DIRECTIONS —
From the entries below, return exactly the lines beginning at the one that contains "Angle added to" and ending at the one that contains "pub struct DetectorParams", both of them included, and only those lines.

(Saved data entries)
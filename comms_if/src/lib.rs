//! # Communications interface crate.
//!
//! Provides the common interface types exchanged between the tracker and its equipment.

// ------------------------------------------------------------------------------------------------
// MODULES
// ------------------------------------------------------------------------------------------------

/// Command and status definitions for equipment (like the actuator link)
pub mod eqpt;
//! Marker detector

use image::{Rgb, RgbImage};
use log::trace;

use super::{
    blob::{draw_rect, find_blobs, mask_from},
    check_not_empty, ModifierError, VisualModifier,
};
use crate::cam::{params::DetectorParams, tracking::BoundingBox};

/// Maximum ratio between the long and short sides of a marker
const MAX_ASPECT: f64 = 1.3;

/// Minimum fraction of the marker's bounding box covered by the marker colour
const MIN_FILL: f64 = 0.8;

const ANNOTATION_COLOR: Rgb<u8> = Rgb([255, 0, 255]);

/// Finds the square patch of solid colour mounted on the actuator.
///
/// Candidates are blobs of the marker colour which are roughly square and densely filled. The
/// largest candidate wins.
pub struct MarkerDetector {
    color: [u8; 3],
    tolerance: u8,
    min_area: usize,
}

impl MarkerDetector {
    pub fn new(params: &DetectorParams) -> Self {
        Self {
            color: params.marker_color,
            tolerance: params.marker_tolerance,
            min_area: params.min_blob_area,
        }
    }

    fn matches(&self, p: &Rgb<u8>) -> bool {
        (0..3).all(|c| (p[c] as i16 - self.color[c] as i16).abs() <= self.tolerance as i16)
    }
}

impl VisualModifier for MarkerDetector {
    fn name(&self) -> &'static str {
        "marker"
    }

    fn modify(&mut self, image: &mut RgbImage) -> Result<Option<BoundingBox>, ModifierError> {
        check_not_empty(image)?;

        let mask = mask_from(image, |p| self.matches(p));
        let blobs = find_blobs(&mask, image.width(), image.height(), self.min_area);

        let best = blobs
            .iter()
            .filter(|b| {
                let aspect = b.aspect();
                aspect <= MAX_ASPECT && aspect >= 1.0 / MAX_ASPECT && b.fill_ratio() >= MIN_FILL
            })
            .max_by_key(|b| b.area);

        trace!(
            "Marker detector: {} blobs, best {:?}",
            blobs.len(),
            best.map(|b| b.area)
        );

        Ok(best.map(|b| {
            let bbox = b.bbox();
            draw_rect(image, &bbox, ANNOTATION_COLOR);
            bbox
        }))
    }
}

#[cfg(test)]
mod test {
    use super::*;

    #[test]
    fn test_square_marker() {
        let params = DetectorParams {
            marker_color: [220, 30, 30],
            marker_tolerance: 30,
            min_blob_area: 4,
            ..Default::default()
        };
        let mut det = MarkerDetector::new(&params);

        let mut img = RgbImage::from_pixel(100, 100, Rgb([240, 240, 240]));

        // A long thin red bar, bigger than the marker but the wrong shape
        for y in 80..90 {
            for x in 0..90 {
                img.put_pixel(x, y, Rgb([230, 20, 25]));
            }
        }

        // The marker itself, slightly off colour
        for y in 10..22 {
            for x in 50..62 {
                img.put_pixel(x, y, Rgb([205, 45, 40]));
            }
        }

        let bbox = det.modify(&mut img).unwrap().unwrap();
        assert_eq!(bbox, BoundingBox::new(50.0, 10.0, 62.0, 22.0));
    }
}
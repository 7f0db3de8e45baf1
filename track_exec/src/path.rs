//! # Path files
//!
//! Paths are stored as CSV files with an `x,y` header and one point per row.

// ------------------------------------------------------------------------------------------------
// IMPORTS
// ------------------------------------------------------------------------------------------------

use nalgebra::Vector2;
use serde::Deserialize;
use std::io::Read;
use std::path::Path;

// ------------------------------------------------------------------------------------------------
// STRUCTS
// ------------------------------------------------------------------------------------------------

#[derive(Debug, Copy, Clone, Deserialize)]
struct PathRecord {
    x: f64,
    y: f64,
}

// ------------------------------------------------------------------------------------------------
// ENUMS
// ------------------------------------------------------------------------------------------------

#[derive(Debug, thiserror::Error)]
pub enum PathLoadError {
    #[error("Could not open the path file: {0}")]
    OpenError(csv::Error),

    #[error("Invalid point on line {0}: {1}")]
    InvalidRecord(u64, csv::Error),

    #[error("Point {0} of the path is not finite")]
    NonFinitePoint(usize),
}

// ------------------------------------------------------------------------------------------------
// FUNCTIONS
// ------------------------------------------------------------------------------------------------

/// Load a path from a CSV file.
pub fn load_csv<P: AsRef<Path>>(path: P) -> Result<Vec<Vector2<f64>>, PathLoadError> {
    let reader = csv::ReaderBuilder::new()
        .trim(csv::Trim::All)
        .comment(Some(b'#'))
        .from_path(path)
        .map_err(PathLoadError::OpenError)?;

    read_points(reader)
}

/// Parse a path from any CSV reader.
pub fn from_reader<R: Read>(rdr: R) -> Result<Vec<Vector2<f64>>, PathLoadError> {
    let reader = csv::ReaderBuilder::new()
        .trim(csv::Trim::All)
        .comment(Some(b'#'))
        .from_reader(rdr);

    read_points(reader)
}

fn read_points<R: Read>(mut reader: csv::Reader<R>) -> Result<Vec<Vector2<f64>>, PathLoadError> {
    let mut points = Vec::new();

    for result in reader.deserialize::<PathRecord>() {
        let record = result.map_err(|e| {
            let line = e.position().map(|p| p.line()).unwrap_or(0);
            PathLoadError::InvalidRecord(line, e)
        })?;

        if !record.x.is_finite() || !record.y.is_finite() {
            return Err(PathLoadError::NonFinitePoint(points.len()));
        }

        points.push(Vector2::new(record.x, record.y));
    }

    Ok(points)
}

#[cfg(test)]
mod test {
    use super::*;

    #[test]
    fn test_from_reader() {
        let csv = "x,y\n# start\n10, 20\n30.5,40\n";
        let points = from_reader(csv.as_bytes()).unwrap();
        assert_eq!(points, vec![Vector2::new(10.0, 20.0), Vector2::new(30.5, 40.0)]);

        // Header only is an empty path
        assert!(from_reader("x,y\n".as_bytes()).unwrap().is_empty());
    }

    #[test]
    fn test_bad_rows() {
        assert!(matches!(
            from_reader("x,y\n1,2\nthree,4\n".as_bytes()),
            Err(PathLoadError::InvalidRecord(_, _))
        ));
        assert!(matches!(
            from_reader("x,y\n1,2\n1,NaN\n".as_bytes()),
            Err(PathLoadError::NonFinitePoint(1))
        ));
    }

    #[test]
    fn test_missing_file() {
        assert!(matches!(
            load_csv("/nonexistent/path.csv"),
            Err(PathLoadError::OpenError(_))
        ));
    }
}
//! Video pipeline parameters

// ------------------------------------------------------------------------------------------------
// IMPORTS
// ------------------------------------------------------------------------------------------------

use serde::Deserialize;

// ------------------------------------------------------------------------------------------------
// STRUCTS
// ------------------------------------------------------------------------------------------------

/// Parameters for the whole video pipeline.
#[derive(Deserialize, Debug, Clone)]
pub struct CamParams {
    pub source: SourceParams,
    pub preproc: PreprocParams,
    pub detector: DetectorParams,
    pub recorder: RecorderParams,
}

/// Frame source parameters
#[derive(Deserialize, Debug, Clone)]
pub struct SourceParams {
    /// Which source to capture from
    pub kind: SourceKind,

    /// Directory of images to use for the `ImageDir` source, relative to the software root if
    /// not absolute.
    pub image_dir: Option<String>,

    /// Target time between two captured frames
    pub frame_interval_ms: u64,

    /// Resolution of the synthetic source
    pub synthetic_width: u32,
    pub synthetic_height: u32,
}

/// Preprocessor defaults
#[derive(Deserialize, Debug, Clone)]
pub struct PreprocParams {
    /// Initial zoom factor, must be positive and no more than `max_zoom`
    pub zoom: f64,

    /// Largest zoom factor accepted
    pub max_zoom: f64,

    /// Initial rotation
    pub rotation_deg: f64,

    /// Angle added to the rotation by each `increment_rotation` call
    pub rotation_step_deg: f64,

    /// Period of the continuous rotation mode
    pub spin_interval_ms: u64,
}

/// Detector (converter) parameters
#[derive(Deserialize, Debug, Clone)]
pub struct DetectorParams {
    /// Index of the visual modifier to start with, see `ModifierKind::from_index`.
    pub modifier_index: usize,

    /// If true only the most recent frame is processed, otherwise every frame is queued.
    pub process_latest: bool,

    /// Maximum number of queued frames in process-all mode.
    pub queue_cap: usize,

    /// Frames wider than this are downsized before detection.
    pub max_display_width: u32,

    /// Inclusive lower RGB bound for the colour detector
    pub color_lower: [u8; 3],

    /// Inclusive upper RGB bound for the colour detector
    pub color_upper: [u8; 3],

    /// Blobs smaller than this number of pixels are ignored by all detectors
    pub min_blob_area: usize,

    /// Pixels with a luma below this are considered part of a shape
    pub shape_dark_threshold: u8,

    /// Colour of the actuator's marker
    pub marker_color: [u8; 3],

    /// Per-channel tolerance when matching the marker colour
    pub marker_tolerance: u8,
}

/// Recorder parameters
#[derive(Deserialize, Debug, Clone)]
pub struct RecorderParams {
    /// JPEG quality of each recorded frame, 1 to 100
    pub jpeg_quality: u8,
}

// ------------------------------------------------------------------------------------------------
// ENUMS
// ------------------------------------------------------------------------------------------------

#[derive(Deserialize, Debug, Copy, Clone, PartialEq, Eq)]
#[serde(rename_all = "snake_case")]
pub enum SourceKind {
    Synthetic,
    ImageDir,
}

// ------------------------------------------------------------------------------------------------
// IMPLS
// ------------------------------------------------------------------------------------------------

impl Default for PreprocParams {
    fn default() -> Self {
        Self {
            zoom: 1.0,
            max_zoom: 8.0,
            rotation_deg: 0.0,
            rotation_step_deg: 1.0,
            spin_interval_ms: 50,
        }
    }
}

impl Default for DetectorParams {
    fn default() -> Self {
        Self {
            modifier_index: 1,
            process_latest: true,
            queue_cap: 32,
            max_display_width: 1280,
            color_lower: [0, 0, 0],
            color_upper: [60, 60, 60],
            min_blob_area: 16,
            shape_dark_threshold: 80,
            marker_color: [220, 30, 30],
            marker_tolerance: 40,
        }
    }
}

impl Default for RecorderParams {
    fn default() -> Self {
        Self { jpeg_quality: 85 }
    }
}
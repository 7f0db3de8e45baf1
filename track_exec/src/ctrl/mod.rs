//! # Control Module
//!
//! Path following: a [`Procedure`] issues one movement command per tick to steer the actuator
//! along the path, paced by a [`Ticker`].

// ------------------------------------------------------------------------------------------------
// MODULES
// ------------------------------------------------------------------------------------------------

pub mod params;
pub mod procedure;
pub mod ticker;

// ------------------------------------------------------------------------------------------------
// EXPORTS
// ------------------------------------------------------------------------------------------------

pub use params::CtrlParams;
pub use procedure::{ProcEvent, ProcMode, ProcReport, Procedure, ProcedureError, TickOutcome};
pub use ticker::{run_procedure, IntervalTicker, Ticker};
//! # Status Board
//!
//! A passive set of labelled text lines describing what the tracker is doing. Anything can add a
//! label and keep its id to update it later. The board is presentation only; nothing reads it back
//! to make decisions.

// ------------------------------------------------------------------------------------------------
// IMPORTS
// ------------------------------------------------------------------------------------------------

use std::collections::BTreeMap;
use std::sync::{
    atomic::{AtomicU64, Ordering},
    Mutex, MutexGuard,
};
use std::time::Duration;

// ------------------------------------------------------------------------------------------------
// STRUCTS
// ------------------------------------------------------------------------------------------------

/// Identifier of a label on the board.
#[derive(Debug, Copy, Clone, PartialEq, Eq, PartialOrd, Ord, Hash)]
pub struct LabelId(u64);

#[derive(Debug, Default)]
pub struct StatusBoard {
    labels: Mutex<BTreeMap<LabelId, String>>,
    next_id: AtomicU64,
}

// ------------------------------------------------------------------------------------------------
// IMPLS
// ------------------------------------------------------------------------------------------------

impl StatusBoard {
    pub fn new() -> Self {
        Self::default()
    }

    /// Add a new label, lines are shown in the order they were added.
    pub fn add_label<S: Into<String>>(&self, text: S) -> LabelId {
        let id = LabelId(self.next_id.fetch_add(1, Ordering::Relaxed));
        self.lock().insert(id, text.into());
        id
    }

    /// Change the text of a label. Returns false if the label doesn't exist.
    pub fn set_label<S: Into<String>>(&self, id: LabelId, text: S) -> bool {
        match self.lock().get_mut(&id) {
            Some(t) => {
                *t = text.into();
                true
            }
            None => false,
        }
    }

    pub fn remove_label(&self, id: LabelId) -> bool {
        self.lock().remove(&id).is_some()
    }

    pub fn label(&self, id: LabelId) -> Option<String> {
        self.lock().get(&id).cloned()
    }

    /// All current lines in order.
    pub fn lines(&self) -> Vec<String> {
        self.lock().values().cloned().collect()
    }

    pub fn len(&self) -> usize {
        self.lock().len()
    }

    pub fn is_empty(&self) -> bool {
        self.len() == 0
    }

    /// The board as a single block of text.
    pub fn render(&self) -> String {
        self.lines().join("\n")
    }

    fn lock(&self) -> MutexGuard<BTreeMap<LabelId, String>> {
        match self.labels.lock() {
            Ok(g) => g,
            Err(e) => e.into_inner(),
        }
    }
}

// ------------------------------------------------------------------------------------------------
// FUNCTIONS
// ------------------------------------------------------------------------------------------------

/// Frames per second given a number of frames counted over an interval.
pub fn frame_rate(frames: u64, interval: Duration) -> f64 {
    let secs = interval.as_secs_f64();
    if secs > 0.0 {
        frames as f64 / secs
    } else {
        0.0
    }
}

RESPONSE FOR THIS EXERCISE —
    /// Angle added to the rotation by each `increment_rotation` call
    pub rotation_step_deg: f64,

    /// Period of the continuous rotation mode
    pub spin_interval_ms: u64,
}

/// Detector (converter) parameters
#[derive(Deserialize, Debug, Clone)]
pub struct DetectorParams {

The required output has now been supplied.